- WORK REQUIRED
Extract each line of the data below exactly as written.

### DATA FOR REVIEW

//! Index Access
//!
//! Leaf expression answering an exact or range lookup. At evaluation time it
//! reads from the value index when the index is enabled and every lookup value
//! is short enough to be indexed; otherwise it scans the node table.
//! Index entries are checked against the node store before they are returned.
//! Scans poll the query's interrupt while they walk the table.

use std::fmt;
use std::sync::Arc;

use super::context::{CompileContext, QueryContext};
use crate::data::{Data, DataRef, DbNode, Pre};
use crate::error::{QueryError, QueryResult};
use crate::index::{IndexCursor, IndexQuery, IndexType, ScanCursor};

/// Exact or range lookup bound to one snapshot
#[derive(Debug, Clone)]
pub struct IndexAccess {
    query: Arc<IndexQuery>,
    data: DataRef,
    iterable: bool,
}

impl IndexAccess {
    pub fn new(data: &Arc<Data>, query: IndexQuery) -> Self {
        IndexAccess {
            query: Arc::new(query),
            data: DataRef::new(data),
            iterable: false,
        }
    }

    /// Lookup performed by this access
    pub fn query(&self) -> &Arc<IndexQuery> {
        &self.query
    }

    /// Bound snapshot
    pub fn data(&self) -> &DataRef {
        &self.data
    }

    #[inline]
    pub fn iterable(&self) -> bool {
        self.iterable
    }

    /// Name of the equivalent database function
    pub fn function(&self) -> &'static str {
        match (&*self.query, self.query.index_type()) {
            (IndexQuery::Exact(_), IndexType::Text) => "db:text",
            (IndexQuery::Exact(_), IndexType::Attribute) => "db:attribute",
            (IndexQuery::Range(_), IndexType::Text) => "db:text-range",
            (IndexQuery::Range(_), IndexType::Attribute) => "db:attribute-range",
        }
    }

    /// Check if the lookup is answered by the value index of `data`
    pub fn use_index(&self, data: &Data) -> bool {
        let index = data.index();
        self.query.fits(index.max_len()) && index.enabled(self.query.index_type())
    }

    /// Determine the iterable flag against the currently bound snapshot
    pub(crate) fn optimize(mut self, cc: &mut CompileContext) -> Self {
        self.iterable = match self.data.try_get() {
            Some(data) if self.use_index(&data) => match &*self.query {
                IndexQuery::Exact(_) => true,
                IndexQuery::Range(_) => data.index().ordered_ranges(),
            },
            Some(_) => {
                cc.info(format!("scanning table for {}", self));
                true
            }
            None => false,
        };
        self
    }

    /// Open a cursor for evaluation
    pub(crate) fn source(&self, qc: &QueryContext) -> QueryResult<AccessIter> {
        let data = self.data.get()?;
        self.query.validate()?;
        let indexed = self.use_index(&data);
        log::trace!(
            "{} on \"{}\" via {}",
            self.query,
            data.name(),
            if indexed { "index" } else { "scan" }
        );
        let cursor: Box<dyn IndexCursor + Send> = if indexed {
            match &*self.query {
                IndexQuery::Exact(token) => data.index().lookup(token),
                IndexQuery::Range(range) => data.index().range(range),
            }
        } else {
            Box::new(
                ScanCursor::new(Arc::clone(&data), Arc::clone(&self.query))
                    .interruptible(qc.interrupt().clone()),
            )
        };
        Ok(AccessIter {
            data,
            query: Arc::clone(&self.query),
            cursor,
            verify: indexed,
        })
    }
}

impl fmt::Display for IndexAccess {
    fn fmt(&self, f: &mut fmt::Formatter<'_>) -> fmt::Result {
        write!(f, "{}(\"{}\", ", self.function(), self.data.name())?;
        match &*self.query {
            IndexQuery::Exact(token) => {
                write!(f, "\"{}\")", String::from_utf8_lossy(&token.value))
            }
            IndexQuery::Range(range) => write!(f, "{})", range),
        }
    }
}

/// Running index access
pub(crate) struct AccessIter {
    data: Arc<Data>,
    query: Arc<IndexQuery>,
    cursor: Box<dyn IndexCursor + Send>,
    verify: bool,
}

impl AccessIter {
    pub(crate) fn advance(&mut self, qc: &QueryContext) -> QueryResult<Option<DbNode>> {
        if !self.cursor.more() {
            // a cancelled scan stops early and must not look exhausted
            qc.check_stop()?;
            return Ok(None);
        }
        let pre = self.cursor.pre();
        if self.verify {
            self.check(pre)?;
        }
        Ok(Some(DbNode::new(self.data.id(), pre)))
    }

    fn check(&self, pre: Pre) -> QueryResult<()> {
        let store = self.data.store();
        let index_type = self.query.index_type();
        let reason = if pre as usize >= store.size() {
            "position outside of the node table"
        } else if store.kind(pre) != index_type.node_kind() {
            "unexpected node kind"
        } else {
            let value = store.text(pre, index_type.is_text());
            let exact = matches!(*self.query, IndexQuery::Exact(_));
            if exact && value.len() > self.data.index().max_len() {
                "value exceeds the indexed length"
            } else if !self.query.matches(value) {
                "value does not satisfy the lookup"
            } else {
                return Ok(());
            }
        };
        Err(QueryError::IndexInconsistent {
            token: self.query.to_string(),
            pre,
            reason,
        })
    }
}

######

- WRITTEN REPLY
//! Index Access
//!
//! Leaf expression answering an exact or range lookup. At evaluation time it
//! reads from the value index when the index is enabled and every lookup value
//! is short enough to be indexed; otherwise it scans the node table.
//! Index entries are checked against the node store before they are returned.
//! Scans poll the query's interrupt while they walk the table.

use std::fmt;
use std::sync::Arc;

use super::context::{CompileContext, QueryContext};
use crate::data::{Data, DataRef, DbNode, Pre};
use crate::error::{QueryError, QueryResult};
use crate::index::{IndexCursor, IndexQuery, IndexType, ScanCursor};

/// Exact or range lookup bound to one snapshot
#[derive(Debug, Clone)]
pub struct IndexAccess {
    query: Arc<IndexQuery>,
    data: DataRef,
    iterable: bool,
}

impl IndexAccess {
    pub fn new(data: &Arc<Data>, query: IndexQuery) -> Self {
        IndexAccess {
            query: Arc::new(query),
            data: DataRef::new(data),
            iterable: false,
        }
    }

    /// Lookup performed by this access
    pub fn query(&self) -> &Arc<IndexQuery> {
        &self.query
    }

    /// Bound snapshot
    pub fn data(&self) -> &DataRef {
        &self.data
    }

    #[inline]
    pub fn iterable(&self) -> bool {
        self.iterable
    }

    /// Name of the equivalent database function
    pub fn function(&self) -> &'static str {
        match (&*self.query, self.query.index_type()) {
            (IndexQuery::Exact(_), IndexType::Text) => "db:text",
            (IndexQuery::Exact(_), IndexType::Attribute) => "db:attribute",
            (IndexQuery::Range(_), IndexType::Text) => "db:text-range",
            (IndexQuery::Range(_), IndexType::Attribute) => "db:attribute-range",
        }
    }

    /// Check if the lookup is answered by the value index of `data`
    pub fn use_index(&self, data: &Data) -> bool {
        let index = data.index();
        self.query.fits(index.max_len()) && index.enabled(self.query.index_type())
    }

    /// Determine the iterable flag against the currently bound snapshot
    pub(crate) fn optimize(mut self, cc: &mut CompileContext) -> Self {
        self.iterable = match self.data.try_get() {
            Some(data) if self.use_index(&data) => match &*self.query {
                IndexQuery::Exact(_) => true,
                IndexQuery::Range(_) => data.index().ordered_ranges(),
            },
            Some(_) => {
                cc.info(format!("scanning table for {}", self));
                true
            }
            None => false,
        };
        self
    }

    /// Open a cursor for evaluation
    pub(crate) fn source(&self, qc: &QueryContext) -> QueryResult<AccessIter> {
        let data = self.data.get()?;
        self.query.validate()?;
        let indexed = self.use_index(&data);
        log::trace!(
            "{} on \"{}\" via {}",
            self.query,
            data.name(),
            if indexed { "index" } else { "scan" }
        );
        let cursor: Box<dyn IndexCursor + Send> = if indexed {
            match &*self.query {
                IndexQuery::Exact(token) => data.index().lookup(token),
                IndexQuery::Range(range) => data.index().range(range),
            }
        } else {
            Box::new(
                ScanCursor::new(Arc::clone(&data), Arc::clone(&self.query))
                    .interruptible(qc.interrupt().clone()),
            )
        };
        Ok(AccessIter {
            data,
            query: Arc::clone(&self.query),
            cursor,
            verify: indexed,
        })
    }
}

impl fmt::Display for IndexAccess {
    fn fmt(&self, f: &mut fmt::Formatter<'_>) -> fmt::Result {
        write!(f, "{}(\"{}\", ", self.function(), self.data.name())?;
        match &*self.query {
            IndexQuery::Exact(token) => {
                write!(f, "\"{}\")", String::from_utf8_lossy(&token.value))
            }
            IndexQuery::Range(range) => write!(f, "{})", range),
        }
    }
}

/// Running index access
pub(crate) struct AccessIter {
    data: Arc<Data>,
    query: Arc<IndexQuery>,
    cursor: Box<dyn IndexCursor + Send>,
    verify: bool,
}

impl AccessIter {
    pub(crate) fn advance(&mut self, qc: &QueryContext) -> QueryResult<Option<DbNode>> {
        if !self.cursor.more() {
            // a cancelled scan stops early and must not look exhausted
            qc.check_stop()?;
            return Ok(None);
        }
        let pre = self.cursor.pre();
        if self.verify {
            self.check(pre)?;
        }
        Ok(Some(DbNode::new(self.data.id(), pre)))
    }

    fn check(&self, pre: Pre) -> QueryResult<()> {
        let store = self.data.store();
        let index_type = self.query.index_type();
        let reason = if pre as usize >= store.size() {
            "position outside of the node table"
        } else if store.kind(pre) != index_type.node_kind() {
            "unexpected node kind"
        } else {
            let value = store.text(pre, index_type.is_text());
            let exact = matches!(*self.query, IndexQuery::Exact(_));
            if exact && value.len() > self.data.index().max_len() {
                "value exceeds the indexed length"
            } else if !self.query.matches(value) {
                "value does not satisfy the lookup"
            } else {
                return Ok(());
            }
        };
        Err(QueryError::IndexInconsistent {
            token: self.query.to_string(),
            pre,
            reason,
        })
    }
}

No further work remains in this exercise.